The Lucy specimen is an early Australopithecine and is dated to about 3.2 million years ago. It was found in the Awash Valley of Ethiopia in 1974.

"This type of preservation is unprecedented, particularly in a young individual whose vertebrae are not yet fully fused," Alemseged added.

Many features of the human spinal column and rib cage are shared among primates. But the human spine also reflects our distinctive mode of walking upright on two feet. 

For instance, humans have fewer rib-bearing vertebrae — bones of the back — than those of our closest primate relatives. 

Humans also have more vertebrae in the lower back, which allows us to walk effectively.

When and how this pattern evolved has been unknown until now because complete sets of vertebrae are rarely preserved in the fossil record.

"Selam has provided us the first glimpse into how our early ancestors' spines were organised," said Carol Ward, Professor at University of Missouri School of Medicine, and lead author on the study.

In order to be analysed, Selam had to take a trip. She travelled to the European Synchrotron Radiation Facility in Grenoble, France, where Alemseged and the research team used high-resolution imaging technology to visualise the bones.

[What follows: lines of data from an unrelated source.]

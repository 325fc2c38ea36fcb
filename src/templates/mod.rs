//! Embedded "paper" theme rendered with Tera
//!
//! All templates ship inside the binary; there is no external theme loading.

use anyhow::Result;
use serde::Serialize;
use std::collections::HashMap;
use tera::{Context, Tera};

/// Stylesheet written to `css/style.css` in the output directory
pub const STYLESHEET: &str = include_str!("paper/style.css");

/// Template renderer with the embedded paper theme
pub struct TemplateRenderer {
    tera: Tera,
}

impl TemplateRenderer {
    /// Create a new renderer with all paper templates loaded
    pub fn new() -> Result<Self> {
        let mut tera = Tera::default();

        // We are generating HTML from trusted local content; escaping would
        // mangle the rendered markdown and the meta tag block
        tera.autoescape_on(vec![]);

        tera.add_raw_templates(vec![
            ("layout.html", include_str!("paper/layout.html")),
            ("index.html", include_str!("paper/index.html")),
            ("article.html", include_str!("paper/article.html")),
            (
                "partials/head.html",
                include_str!("paper/partials/head.html"),
            ),
            (
                "partials/header.html",
                include_str!("paper/partials/header.html"),
            ),
            (
                "partials/footer.html",
                include_str!("paper/partials/footer.html"),
            ),
            (
                "partials/authors.html",
                include_str!("paper/partials/authors.html"),
            ),
            (
                "partials/article_nav.html",
                include_str!("paper/partials/article_nav.html"),
            ),
            (
                "partials/related.html",
                include_str!("paper/partials/related.html"),
            ),
        ])?;

        tera.register_filter("strip_html", strip_html_filter);
        tera.register_filter("truncate_chars", truncate_chars_filter);
        tera.register_filter("date_format", date_format_filter);

        Ok(Self { tera })
    }

    /// Render a template with given context
    pub fn render(&self, template_name: &str, context: &Context) -> Result<String> {
        Ok(self.tera.render(template_name, context)?)
    }
}

/// Tera filter: strip HTML tags
fn strip_html_filter(
    value: &tera::Value,
    _args: &HashMap<String, tera::Value>,
) -> tera::Result<tera::Value> {
    let s = tera::try_get_value!("strip_html", "value", String, value);
    let mut result = String::with_capacity(s.len());
    let mut in_tag = false;
    for c in s.chars() {
        match c {
            '<' => in_tag = true,
            '>' => in_tag = false,
            _ if !in_tag => result.push(c),
            _ => {}
        }
    }
    Ok(tera::Value::String(result))
}

/// Tera filter: truncate by character count
fn truncate_chars_filter(
    value: &tera::Value,
    args: &HashMap<String, tera::Value>,
) -> tera::Result<tera::Value> {
    let s = tera::try_get_value!("truncate_chars", "value", String, value);
    let length = match args.get("length") {
        Some(val) => tera::try_get_value!("truncate_chars", "length", usize, val),
        None => 160,
    };
    let omission = match args.get("omission") {
        Some(val) => tera::try_get_value!("truncate_chars", "omission", String, val),
        None => "…".to_string(),
    };

    if s.chars().count() <= length {
        Ok(tera::Value::String(s))
    } else {
        let truncated: String = s.chars().take(length).collect();
        Ok(tera::Value::String(format!(
            "{}{}",
            truncated.trim_end(),
            omission
        )))
    }
}

/// Tera filter: reformat a YYYY-MM-DD date string
fn date_format_filter(
    value: &tera::Value,
    args: &HashMap<String, tera::Value>,
) -> tera::Result<tera::Value> {
    let s = tera::try_get_value!("date_format", "value", String, value);
    let format = match args.get("format") {
        Some(val) => tera::try_get_value!("date_format", "format", String, val),
        None => "YYYY-MM-DD".to_string(),
    };

    // "LL" asks for the long form ("March 2, 2024")
    if format == "LL" {
        if let Ok(date) = chrono::NaiveDate::parse_from_str(&s, "%Y-%m-%d") {
            return Ok(tera::Value::String(date.format("%B %-d, %Y").to_string()));
        }
    }

    Ok(tera::Value::String(s))
}

/// Data structures for template context

#[derive(Debug, Clone, Serialize)]
pub struct ConfigData {
    pub title: String,
    pub description: String,
    pub url: String,
    pub root: String,
    pub blog_root: String,
    pub language: String,
}

/// Article fields the article page template consumes
#[derive(Debug, Clone, Serialize)]
pub struct ArticleData {
    pub slug: String,
    pub title: String,
    pub description: String,
    pub date: String,
    pub reading_time: String,
    pub tags: Vec<String>,
    pub content: String,
    pub path: String,
    pub thumb_url: Option<String>,
    pub video: Option<String>,
}

/// Author card shown in the article byline
#[derive(Debug, Clone, Serialize)]
pub struct AuthorCard {
    pub name: String,
    pub position: String,
    pub url: Option<String>,
    pub avatar: Option<String>,
}

/// Prev/next navigation card
#[derive(Debug, Clone, Serialize)]
pub struct NavCard {
    pub title: String,
    pub date: String,
    pub path: String,
}

/// Entry in the related-articles panel
#[derive(Debug, Clone, Serialize)]
pub struct RelatedEntry {
    pub title: String,
    pub path: String,
}

#[derive(Debug, Clone, Serialize)]
pub struct PaginationData {
    pub total: usize,
    pub current: usize,
    pub prev_link: String,
    pub next_link: String,
}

The scans indicated that Selam had the distinctive thoracic-to-lumbar joint transition found in other fossil human relatives, but the specimen is the first to show that, like modern humans, our earliest ancestors had only twelve thoracic vertebrae and twelve pairs of ribs. That is fewer than in most apes.

The findings were published in the journal Proceedings of the National Academy of Sciences.

"This unusual early human configuration may be a key in developing more accurate scenarios concerning the evolution of bipedality and modern human body shape," Thierra Nalley, Assistant Professor of anatomy at Western University of Health Sciences in Pomona, California, also an author on the paper.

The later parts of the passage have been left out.